Hayvanlar da akıl yürütebiliryor mu? Hayvanların da düşünme ve dil
yetenekleri var mı? Princeton Üniversitesi'nde ekoloji ve evrimsel
biyoloji dersleri veren etolog James L. Gould ve çok okunan bir bilim
yazarı olan Carol Grant Gould, Hayvan Zihni'nde bu sorulara yanıt
ararken, insan ve hayvan bilinci arasındaki farkın bir zamanlar
sanıldığı kadar büyük olmadığını gözler önüne seriyor. Hayvanlardaki
zihinsel süreçlere ilişkin araştırmaları, deneyleri ve görüşleri
derleyip toparlayan bu kitap aynı zamanda okuyucuyu insan zihni
üzerine düşünmeye de zorluyor.
Gilbert Ryle, Zihin Kavramı, Doruk Yayınları.
Gilbert Ryle'ın, ilk basımı 1949'da yapılan Zihin Kavramı adlı eseri
yirminci yüzyıl felsefesinin klasik yapıtlarından biridir. Makinedeki
hayalet dogmasını derinlemesine irdeleyen Ryle şaşırtıcı vargıları ve
argümanıyla, Zihin Kavramı'nda, felsefecileri verimli topraklara
sürükler. Prof. Dr.

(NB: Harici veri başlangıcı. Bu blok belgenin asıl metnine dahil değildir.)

use config::{Config, ConfigError, Environment, File};
use serde::Deserialize;
use std::path::Path;

use crate::models::MatchingConfig;

/// Application configuration
#[derive(Debug, Clone, Default, Deserialize)]
pub struct Settings {
    #[serde(default)]
    pub gateway: GatewaySettings,
    #[serde(default)]
    pub registry: RegistrySettings,
    #[serde(default)]
    pub assistant: AssistantSettings,
    #[serde(default)]
    pub matching: MatchingSettings,
    #[serde(default)]
    pub batch: BatchSettings,
    #[serde(default)]
    pub logging: LoggingSettings,
}

/// Scraping proxy connection, retry and rate-limit settings
#[derive(Debug, Clone, Deserialize)]
#[serde(default)]
pub struct GatewaySettings {
    pub endpoint: String,
    pub api_key: String,
    pub search_rpm: u32,
    pub detail_rpm: u32,
    pub max_retries: u32,
    pub retry_backoff_ms: u64,
    pub request_timeout_secs: u64,
    pub connect_timeout_secs: u64,
    pub pool_max_idle_per_host: usize,
}

impl Default for GatewaySettings {
    fn default() -> Self {
        Self {
            endpoint: "https://api.zyte.com/v1/extract".to_string(),
            api_key: String::new(),
            search_rpm: 250,
            detail_rpm: 250,
            max_retries: 3,
            retry_backoff_ms: 2000,
            request_timeout_secs: 60,
            connect_timeout_secs: 10,
            pool_max_idle_per_host: 20,
        }
    }
}

#[derive(Debug, Clone, Deserialize)]
#[serde(default)]
pub struct RegistrySettings {
    pub base_url: String,
    pub origin: String,
    pub search_limit: usize,
    pub detail_cache_size: u64,
    pub detail_cache_ttl_secs: u64,
}

impl Default for RegistrySettings {
    fn default() -> Self {
        Self {
            base_url: "https://rceapi.estado.pr.gov/api".to_string(),
            origin: "https://rcp.estado.pr.gov".to_string(),
            search_limit: 250,
            detail_cache_size: 1000,
            detail_cache_ttl_secs: 3600,
        }
    }
}

#[derive(Debug, Clone, Deserialize)]
#[serde(default)]
pub struct AssistantSettings {
    pub base_url: String,
    pub api_key: String,
    pub model: String,
    pub temperature: f32,
    pub timeout_secs: u64,
    pub requests_per_minute: u32,
}

impl Default for AssistantSettings {
    fn default() -> Self {
        Self {
            base_url: "https://api.openai.com/v1".to_string(),
            api_key: String::new(),
            model: "gpt-4o-mini".to_string(),
            temperature: 0.0,
            timeout_secs: 30,
            requests_per_minute: 500,
        }
    }
}

#[derive(Debug, Clone, Deserialize)]
pub struct MatchingSettings {
    #[serde(default = "default_accept_threshold")]
    pub accept_threshold: f64,
    #[serde(default = "default_high_threshold")]
    pub high_threshold: f64,
    #[serde(default = "default_medium_threshold")]
    pub medium_threshold: f64,
    #[serde(default = "default_postal_code_bonus")]
    pub postal_code_bonus: f64,
    #[serde(default = "default_city_bonus")]
    pub city_bonus: f64,
    #[serde(default = "default_prefilter_size")]
    pub prefilter_size: usize,
    #[serde(default = "default_top_k")]
    pub top_k: usize,
}

impl Default for MatchingSettings {
    fn default() -> Self {
        Self {
            accept_threshold: default_accept_threshold(),
            high_threshold: default_high_threshold(),
            medium_threshold: default_medium_threshold(),
            postal_code_bonus: default_postal_code_bonus(),
            city_bonus: default_city_bonus(),
            prefilter_size: default_prefilter_size(),
            top_k: default_top_k(),
        }
    }
}

fn default_accept_threshold() -> f64 { 85.0 }
fn default_high_threshold() -> f64 { 95.0 }
fn default_medium_threshold() -> f64 { 80.0 }
fn default_postal_code_bonus() -> f64 { 10.0 }
fn default_city_bonus() -> f64 { 5.0 }
fn default_prefilter_size() -> usize { 10 }
fn default_top_k() -> usize { 3 }

impl From<&MatchingSettings> for MatchingConfig {
    fn from(s: &MatchingSettings) -> Self {
        Self {
            accept_threshold: s.accept_threshold,
            high_threshold: s.high_threshold,
            medium_threshold: s.medium_threshold,
            postal_code_bonus: s.postal_code_bonus,
            city_bonus: s.city_bonus,
            prefilter_size: s.prefilter_size.max(1),
            top_k: s.top_k.max(1),
        }
    }
}

#[derive(Debug, Clone, Deserialize)]
pub struct BatchSettings {
    #[serde(default = "default_concurrency")]
    pub concurrency: usize,
}

impl Default for BatchSettings {
    fn default() -> Self {
        Self { concurrency: default_concurrency() }
    }
}

fn default_concurrency() -> usize { 8 }

#[derive(Debug, Clone, Deserialize)]
pub struct LoggingSettings {
    #[serde(default = "default_log_level")]
    pub level: String,
    #[serde(default = "default_log_format")]
    pub format: String,
}

impl Default for LoggingSettings {
    fn default() -> Self {
        Self {
            level: default_log_level(),
            format: default_log_format(),
        }
    }
}

fn default_log_level() -> String { "info".to_string() }
fn default_log_format() -> String { "compact".to_string() }

impl Settings {
    /// Load configuration from file and environment variables
    ///
    /// Configuration is loaded in the following order (later overrides earlier):
    /// 1. Default values in the struct
    /// 2. Configuration file (config/default.toml)
    /// 3. Local overrides (config/local.toml)
    /// 4. Environment variables (prefixed with REGMATCH_)
    /// 5. Credential variables ZYTE_API_KEY and OPENAI_API_KEY
    pub fn load() -> Result<Self, ConfigError> {
        let mut settings = Config::builder()
            .add_source(File::with_name("config/default").required(false))
            .add_source(File::with_name("config/local").required(false))
            // e.g., REGMATCH__GATEWAY__SEARCH_RPM -> gateway.search_rpm
            .add_source(
                Environment::with_prefix("REGMATCH")
                    .prefix_separator("__")
                    .separator("__")
                    .try_parsing(true),
            )
            .build()?;

        settings = apply_credential_env(settings)?;

        settings.try_deserialize()
    }

    /// Load configuration from a custom path
    pub fn load_from<P: AsRef<Path>>(path: P) -> Result<Self, ConfigError> {
        let settings = Config::builder()
            .add_source(File::from(path.as_ref()))
            .add_source(
                Environment::with_prefix("REGMATCH")
                    .prefix_separator("__")
                    .separator("__")
                    .try_parsing(true),
            )
            .build()?;

        apply_credential_env(settings)?.try_deserialize()
    }

    pub fn matching_config(&self) -> MatchingConfig {
        MatchingConfig::from(&self.matching)
    }
}

/// Override API keys from the conventional credential variables
fn apply_credential_env(settings: Config) -> Result<Config, ConfigError> {
    use std::env;

    let mut builder = Config::builder().add_source(settings);

    if let Ok(key) = env::var("ZYTE_API_KEY") {
        builder = builder.set_override("gateway.api_key", key)?;
    }
    if let Ok(key) = env::var("OPENAI_API_KEY") {
        builder = builder.set_override("assistant.api_key", key)?;
    }

    builder.build()
}

#[cfg(test)]
mod tests {
    use super::*;

    #[test]
    fn test_default_matching() {
        let config = MatchingSettings::default();
        assert_eq!(config.accept_threshold, 85.0);
        assert_eq!(config.high_threshold, 95.0);
        assert_eq!(config.medium_threshold, 80.0);
        assert_eq!(config.postal_code_bonus, 10.0);
        assert_eq!(config.city_bonus, 5.0);
        assert_eq!(MatchingConfig::from(&config), MatchingConfig::default());
    }

    #[test]
    fn test_default_gateway() {
        let gateway = GatewaySettings::default();
        assert_eq!(gateway.max_retries, 3);
        assert_eq!(gateway.retry_backoff_ms, 2000);
        assert_eq!(gateway.search_rpm, 250);
        assert_eq!(gateway.detail_rpm, 250);
    }

    #[test]
    fn test_default_logging() {
        let level = default_log_level();
        let format = default_log_format();
        assert_eq!(level, "info");
        assert_eq!(format, "compact");
    }

    #[test]
    fn test_load_from_file() {
        let dir = std::env::temp_dir().join(format!("registry-match-config-{}", std::process::id()));
        std::fs::create_dir_all(&dir).unwrap();
        let path = dir.join("settings.toml");
        std::fs::write(
            &path,
            "[matching]\naccept_threshold = 90.0\n\n[gateway]\nmax_retries = 5\n\n[batch]\nconcurrency = 2\n",
        )
        .unwrap();

        let settings = Settings::load_from(&path).unwrap();
        assert_eq!(settings.matching.accept_threshold, 90.0);
        assert_eq!(settings.matching.city_bonus, 5.0);
        assert_eq!(settings.gateway.max_retries, 5);
        assert_eq!(settings.gateway.search_rpm, 250);
        assert_eq!(settings.batch.concurrency, 2);
        assert_eq!(settings.logging.level, "info");

        std::fs::remove_dir_all(&dir).ok();
    }
}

Sara Çelik'in yıllar süren sabırlı emeğiyle
Türkçeye kazandırılan Zihin Kavramı her felsefecinin ve meraklı
okurun kitaplığında yerini alması gereken bir yapıt."Ondan bilinçli
bir iğneleyicilikle sık sık 'Makinedeki Hayalet Dogması' olarak söz
edeceğim. Onun salt ayrıntılarda değil, temeldeki ilkesi bakımından
da, tümüyle yanlış olduğunu kanıtlayabileceğimi umuyorum. O, yalnızca
özel yanlışlıkları bir araya getiriyor değildir; kendisi başlı başına
özel türden büyük bir yanlışlıktır. Bu öğreti zihinsel yaşamın
olgularını gerçekte olmaları gerekenin dışında, bir başka mantıksal
tip ya da kategoride (ya da tipler ya da kategoriler dizisinde) yer
alıyormuş gibi göstermektedir. Bu kuram bundan dolayı salt bir
filozofun söylencesidir."
Paul M. Churchland, Madde ve Zihin, Alfa Yayınları.
Günümüzün en ünlü materyalist felsefecilerinden olan Paul M.

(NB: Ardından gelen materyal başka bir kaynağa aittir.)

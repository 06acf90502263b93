use async_trait::async_trait;
use governor::{Quota, RateLimiter};
use reqwest::Client;
use serde::{Deserialize, Serialize};
use std::num::NonZeroU32;
use std::time::Duration;
use thiserror::Error;

use crate::config::AssistantSettings;

/// Assistant client construction errors
#[derive(Debug, Error)]
pub enum AssistantError {
    #[error("Configuration error: {0}")]
    Config(String),
}

/// Chat message sent to the ranking assistant
#[derive(Debug, Clone, PartialEq, Serialize, Deserialize)]
pub struct ChatMessage {
    pub role: String,
    pub content: String,
}

impl ChatMessage {
    pub fn user(content: impl Into<String>) -> Self {
        Self { role: "user".into(), content: content.into() }
    }
}

#[derive(Debug, Clone, PartialEq, Serialize, Deserialize)]
pub struct ResponseFormat {
    #[serde(rename = "type")]
    pub format_type: String,
}

impl ResponseFormat {
    pub fn json_object() -> Self {
        Self { format_type: "json_object".into() }
    }

    pub fn is_json_object(&self) -> bool {
        self.format_type == "json_object"
    }
}

/// One completion request
#[derive(Debug, Clone, Serialize, Deserialize)]
pub struct CompletionRequest {
    pub model: String,
    pub messages: Vec<ChatMessage>,
    pub temperature: f32,
    #[serde(skip_serializing_if = "Option::is_none")]
    pub response_format: Option<ResponseFormat>,
}

/// Assistant reply: parsed JSON when a JSON response format was requested and the
/// content parses strictly, raw text otherwise
#[derive(Debug, Clone, PartialEq)]
pub enum AssistantReply {
    Text(String),
    Structured(serde_json::Value),
}

/// Ranking assistant client.
///
/// Implementations return `None` on any failure instead of an error; callers
/// treat silence as "no opinion".
#[async_trait]
pub trait RankingAssistant: Send + Sync {
    async fn complete(&self, request: CompletionRequest) -> Option<AssistantReply>;
}

#[derive(Debug, Deserialize)]
struct ChatCompletionRaw {
    choices: Vec<ChoiceRaw>,
}

#[derive(Debug, Deserialize)]
struct ChoiceRaw {
    message: MessageRaw,
}

#[derive(Debug, Deserialize)]
struct MessageRaw {
    #[serde(default)]
    content: Option<String>,
}

type DirectRateLimiter = RateLimiter<
    governor::state::NotKeyed,
    governor::state::InMemoryState,
    governor::clock::DefaultClock,
>;

/// OpenAI-compatible chat completions client
pub struct OpenAiAssistant {
    http_client: Client,
    api_key: String,
    base_url: String,
    limiter: DirectRateLimiter,
}

impl OpenAiAssistant {
    pub fn new(settings: &AssistantSettings) -> Result<Self, AssistantError> {
        if settings.api_key.trim().is_empty() {
            return Err(AssistantError::Config(
                "assistant API key must be set (assistant.api_key or OPENAI_API_KEY)".into(),
            ));
        }
        let rpm = NonZeroU32::new(settings.requests_per_minute)
            .ok_or_else(|| AssistantError::Config("requests_per_minute must be > 0".into()))?;
        let http_client = Client::builder()
            .timeout(Duration::from_secs(settings.timeout_secs))
            .build()
            .map_err(|e| AssistantError::Config(format!("failed to build HTTP client: {}", e)))?;

        tracing::info!(rpm = settings.requests_per_minute, "Initialized ranking assistant client");

        Ok(Self {
            http_client,
            api_key: settings.api_key.clone(),
            base_url: settings.base_url.trim_end_matches('/').to_string(),
            limiter: RateLimiter::direct(Quota::per_minute(rpm)),
        })
    }
}

#[async_trait]
impl RankingAssistant for OpenAiAssistant {
    async fn complete(&self, request: CompletionRequest) -> Option<AssistantReply> {
        self.limiter.until_ready().await;
        let start = std::time::Instant::now();

        let response = match self
            .http_client
            .post(format!("{}/chat/completions", self.base_url))
            .bearer_auth(&self.api_key)
            .json(&request)
            .send()
            .await
        {
            Ok(response) => response,
            Err(e) => {
                tracing::warn!(error = %e, "Assistant request failed");
                return None;
            }
        };

        let status = response.status();
        if !status.is_success() {
            let body = response.text().await.unwrap_or_default();
            tracing::error!(status = status.as_u16(), body = %body, "Assistant API error");
            return None;
        }

        let raw: ChatCompletionRaw = match response.json().await {
            Ok(raw) => raw,
            Err(e) => {
                tracing::warn!(error = %e, "Failed to parse assistant response");
                return None;
            }
        };

        let content = raw.choices.into_iter().next().and_then(|c| c.message.content)?;

        tracing::debug!(
            model = %request.model,
            duration_ms = start.elapsed().as_millis() as u64,
            "Assistant chat completion"
        );

        match &request.response_format {
            Some(format) if format.is_json_object() => match serde_json::from_str(&content) {
                Ok(value) => Some(AssistantReply::Structured(value)),
                Err(e) => {
                    tracing::debug!(error = %e, "Assistant content is not strict JSON, returning text");
                    Some(AssistantReply::Text(content))
                }
            },
            _ => Some(AssistantReply::Text(content)),
        }
    }
}
#[cfg(test)]
mod tests {
    use super::*;
    use crate::models::ResponseEnvelope;
    use crate::testing::ScriptedGateway;
    use serde_json::json;

    fn settings() -> RegistrySettings {
        RegistrySettings {
            base_url: "https://registry.test/api/".to_string(),
            ..Default::default()
        }
    }

    fn candidate(id: i64, index: &str, name: &str) -> CandidateEntity {
        CandidateEntity {
            business_entity_id: Some(id),
            registration_number: Some(id),
            registration_index: Some(index.to_string()),
            corp_name: Some(name.to_string()),
            status_en: Some("ACTIVE".to_string()),
            ..Default::default()
        }
    }

    fn detail_envelope(name: &str, index: &str) -> ResponseEnvelope {
        ResponseEnvelope::from_json(&json!({
            "response": {
                "corporation": {"corpName": name, "corpRegisterNumber": 99, "corpRegisterIndex": index, "statusEn": "ACTIVE"},
                "mainLocation": {"streetAddress": {"address1": "1 Calle Loiza", "address2": "", "city": "San Juan", "zip": "00908"}},
                "residentAgent": {
                    "isIndividual": true,
                    "individualName": {"firstName": "Ana", "lastName": "Rivera"},
                    "streetAddress": {"address1": "PO Box 1", "address2": "San Juan"}
                }
            }
        }))
    }

    #[test]
    fn test_urls() {
        let resolver = RegistrySearchResolver::new(Arc::new(ScriptedGateway::new()), &settings());
        assert_eq!(resolver.search_url(), "https://registry.test/api/corporation/search");
        assert_eq!(resolver.detail_url("12 3"), "https://registry.test/api/corporation/info/12%203");
    }

    #[tokio::test]
    async fn test_search_returns_records_and_sends_payload() {
        let gateway = Arc::new(ScriptedGateway::new());
        gateway.push_post(Ok(ResponseEnvelope::from_json(&json!({
            "response": {"totalRecords": 1, "records": [{"businessEntityId": 1, "registrationIndex": "1-1", "corpName": "CONDAL LLC"}]}
        }))));
        let resolver = RegistrySearchResolver::new(gateway.clone(), &settings());

        let records = resolver.search("condal", 250).await.unwrap();
        assert_eq!(records.len(), 1);

        let calls = gateway.post_calls();
        assert_eq!(calls[0].body["corpName"], "condal");
        assert_eq!(calls[0].body["onlyActive"], true);
        assert!(calls[0].headers.iter().any(|(k, v)| k == "Authorization" && v == "null"));
    }

    #[tokio::test]
    async fn test_search_swallows_failures() {
        let gateway = Arc::new(ScriptedGateway::new());
        gateway.push_post(Err(GatewayError::Status { status: 500, url: "x".into() }));
        gateway.push_post(Ok(ResponseEnvelope { http_response_body: Some("%%%".into()) }));
        gateway.push_post(Ok(ResponseEnvelope::from_json(&json!({"response": {"totalRecords": 0, "records": []}}))));
        let resolver = RegistrySearchResolver::new(gateway, &settings());

        assert!(resolver.search("a", 10).await.unwrap().is_empty());
        assert!(resolver.search("b", 10).await.unwrap().is_empty());
        assert!(resolver.search("c", 10).await.unwrap().is_empty());
    }

    #[tokio::test]
    async fn test_search_propagates_not_ready() {
        let gateway = Arc::new(ScriptedGateway::new());
        gateway.push_post(Err(GatewayError::NotReady));
        let resolver = RegistrySearchResolver::new(gateway, &settings());

        assert!(matches!(resolver.search("a", 10).await, Err(GatewayError::NotReady)));
    }

    #[tokio::test]
    async fn test_resolve_details_merges_detail_record() {
        let gateway = Arc::new(ScriptedGateway::new());
        let resolver = RegistrySearchResolver::new(gateway.clone(), &settings());
        gateway.push_get(&resolver.detail_url("1-1"), Ok(detail_envelope("CONDAL TAPAS LLC", "1-1")));

        let records = resolver.resolve_details(&[candidate(1, "1-1", "CONDAL")]).await.unwrap();
        assert_eq!(records.len(), 1);
        let record = &records[0];
        assert_eq!(record.legal_name, "CONDAL TAPAS LLC");
        assert_eq!(record.registration_number, "99");
        assert_eq!(record.business_address, "1 Calle Loiza, San Juan, 00908");
        assert_eq!(record.resident_agent_name, "Ana Rivera");
        assert_eq!(record.resident_agent_address, "PO Box 1 San Juan");
    }

    #[tokio::test]
    async fn test_failed_detail_falls_back_without_affecting_siblings() {
        let gateway = Arc::new(ScriptedGateway::new());
        let resolver = RegistrySearchResolver::new(gateway.clone(), &settings());
        gateway.push_get(&resolver.detail_url("1-1"), Ok(detail_envelope("FIRST LLC", "1-1")));
        gateway.push_get(&resolver.detail_url("2-2"), Err(GatewayError::Status { status: 503, url: "x".into() }));
        gateway.push_get(&resolver.detail_url("3-3"), Ok(detail_envelope("THIRD LLC", "3-3")));

        let candidates = [candidate(1, "1-1", "FIRST"), candidate(2, "2-2", "SECOND INC"), candidate(3, "3-3", "THIRD")];
        let records = resolver.resolve_details(&candidates).await.unwrap();

        assert_eq!(records.len(), 3);
        assert_eq!(records[0].legal_name, "FIRST LLC");
        assert_eq!(records[1].legal_name, "SECOND INC");
        assert!(records[1].business_address.is_empty());
        assert!(records[1].resident_agent_name.is_empty());
        assert_eq!(records[2].legal_name, "THIRD LLC");
    }

    #[tokio::test]
    async fn test_missing_corporation_block_falls_back() {
        let gateway = Arc::new(ScriptedGateway::new());
        let resolver = RegistrySearchResolver::new(gateway.clone(), &settings());
        gateway.push_get(&resolver.detail_url("1-1"), Ok(ResponseEnvelope::from_json(&json!({"response": {"mainLocation": {}}}))));

        let records = resolver.resolve_details(&[candidate(1, "1-1", "CONDAL")]).await.unwrap();
        assert_eq!(records[0].legal_name, "CONDAL");
        assert!(records[0].business_address.is_empty());
    }

    #[tokio::test]
    async fn test_candidate_without_entity_id_skips_detail_fetch() {
        let gateway = Arc::new(ScriptedGateway::new());
        let resolver = RegistrySearchResolver::new(gateway.clone(), &settings());
        let mut c = candidate(1, "1-1", "CONDAL");
        c.business_entity_id = None;

        let records = resolver.resolve_details(&[c]).await.unwrap();
        assert_eq!(records.len(), 1);
        assert!(gateway.get_calls().is_empty());
    }

    #[tokio::test]
    async fn test_detail_records_are_cached() {
        let gateway = Arc::new(ScriptedGateway::new());
        let resolver = RegistrySearchResolver::new(gateway.clone(), &settings());
        gateway.push_get(&resolver.detail_url("1-1"), Ok(detail_envelope("CONDAL LLC", "1-1")));

        let first = resolver.resolve_details(&[candidate(1, "1-1", "CONDAL")]).await.unwrap();
        let second = resolver.resolve_details(&[candidate(1, "1-1", "CONDAL")]).await.unwrap();

        assert_eq!(first, second);
        assert_eq!(gateway.get_calls().len(), 1);
    }

    #[test]
    fn test_organization_agent_name() {
        let agent = ResidentAgent {
            is_individual: Some(false),
            organization_name: Some(crate::models::responses::OrganizationName { name: Some("CT Corp".into()) }),
            ..Default::default()
        };
        assert_eq!(format_agent_name(&agent), "CT Corp");
    }
}
impl CandidateLookup {
    fn build(candidates: &[CandidateEntity]) -> Self {
        let mut names = Vec::new();
        let mut by_name = HashMap::new();
        for candidate in candidates {
            let normalized = normalize_name(candidate.name());
            if normalized.is_empty() || by_name.contains_key(&normalized) {
                continue;
            }
            names.push(normalized.clone());
            by_name.insert(normalized, candidate.clone());
        }
        Self { names, by_name }
    }

    /// Map `{"matches": [...]}` back to candidates; `None` if the shape is wrong
    fn resolve(&self, value: &serde_json::Value, top_k: usize) -> Option<Vec<CandidateEntity>> {
        let matches = value.get("matches")?.as_array()?;

        let mut seen = Vec::new();
        let mut selected = Vec::new();
        for item in matches {
            let raw = match item {
                serde_json::Value::String(s) => s.clone(),
                other => other.to_string(),
            };
            let normalized = normalize_name(&raw);
            if seen.contains(&normalized) {
                continue;
            }
            if let Some(candidate) = self.by_name.get(&normalized) {
                seen.push(normalized);
                selected.push(candidate.clone());
            }
            if selected.len() >= top_k {
                break;
            }
        }
        Some(selected)
    }
}

fn build_prompt(listing_name: &str, candidate_names: &[String], top_k: usize) -> String {
    let candidates = candidate_names
        .iter()
        .map(|n| format!("- {}", n))
        .collect::<Vec<_>>()
        .join("\n");

    format!(
        r#"You are a business name matching expert. Given a target business name and candidate registered names, return the top {top_k} most likely matches.

Target Name: {listing_name}

Candidates:
{candidates}

Consider:
- Core business name after removing legal suffixes (Inc, LLC, Corp, S.A., etc.)
- Abbreviations: Intl <-> International, Assoc <-> Associates, Bros <-> Brothers
- Spanish/English: Compañía <-> Company, Servicios <-> Services
- Franchise/store numbers (#1234, Store 5678)
- Ignore: punctuation, capitalization, "the", common words (de, del, of, and)

Return a JSON object with a "matches" key containing an array of up to {top_k} candidate names, copied exactly from the list above:
{{"matches": ["candidate name 1", "candidate name 2", "candidate name 3"]}}"#
    )
}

Churchlandın bu kitabı Princeton Üniversitesi'nde verdiği derslerin
notlarından derlenmiştir. Zihin felsefesine yeni başlayanlar için
yazılan Madde ve Bilinç, kapsamlı bir özet ve kaynak kitaptır.

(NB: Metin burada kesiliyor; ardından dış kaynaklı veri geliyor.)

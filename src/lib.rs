//! Registry Match - resolves map-service business listings to registered legal entities
//!
//! A listing name is normalized and searched against the corporate registry
//! through a rate-limited scraping proxy. Candidates are narrowed by fuzzy
//! similarity and a ranking assistant, resolved to full registry records and
//! scored with location bonuses.

pub mod config;
pub mod core;
pub mod models;
pub mod services;
pub mod testing;

// Re-export commonly used types
pub use crate::core::{name_similarity, normalize_name, MatchError, Matcher, NameMatcher, ScoringPolicy};
pub use crate::models::{LegalEntityRecord, ListingRecord, MatchResult, MatchTier, MatchingConfig};
pub use crate::services::{GatewayError, ProxyGateway, RegistrySearchResolver};

#[cfg(test)]
mod tests {
    use super::*;

    #[test]
    fn test_library_exports() {
        assert_eq!(normalize_name("Condal Inc."), normalize_name("Condal"));
        assert_eq!(name_similarity("Condal", "CONDAL LLC"), 100.0);
    }
}
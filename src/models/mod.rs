// Model exports
pub mod domain;
pub mod requests;
pub mod responses;

pub use domain::{CandidateEntity, LegalEntityRecord, ListingRecord, MatchResult, MatchTier, MatchingConfig};
pub use requests::{CorporationSearchRequest, ProxyExtractRequest, ProxyHeader};
pub use responses::{
    CorporationDetailData, CorporationDetailResponse, CorporationSearchResponse, EnvelopeError, ResponseEnvelope,
};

Descartes'ın zihin-beden ayrımına dayalı düalizmi uzun zamandır
geçersiz, ancak tartışmalar bitmedi. Henüz bilincin ne olduğuna dair
yeterli bir kuramımız yok. Churchland, kitabında tözcü düalizmleri
birer birer analiz ettikten sonra, zihin-beden sorununu materyalist
açıdan ele alır ve farklı materyalizmlerin konuya yaklaşımını
özetler. Mantıksal pozitivistlerden, çağdaş zihin felsefecilerine
ulaşan uzun yolda, materyalizmin zihin problemine getirdiği çözümleri
analiz eder. Ontolojik, semantik, epistemolojik ve metodolojik bilinç
sorunlarının detaylı bir incelemesinin yapıldığı kitapta, yapay zekâ
üzerine kapsamlı bir bölüm bulunmakta. Dennett, Chalmers, Blackmore
gibi zihin felsefecilerinin sıklıkla alıntıladıkları Madde ve
Bilinç'te, Churchland diğer materyalistlerle girdiği tartışmalarda
kendi 'eliminatif (eleyici) materyalist' yaklaşımını "getirir.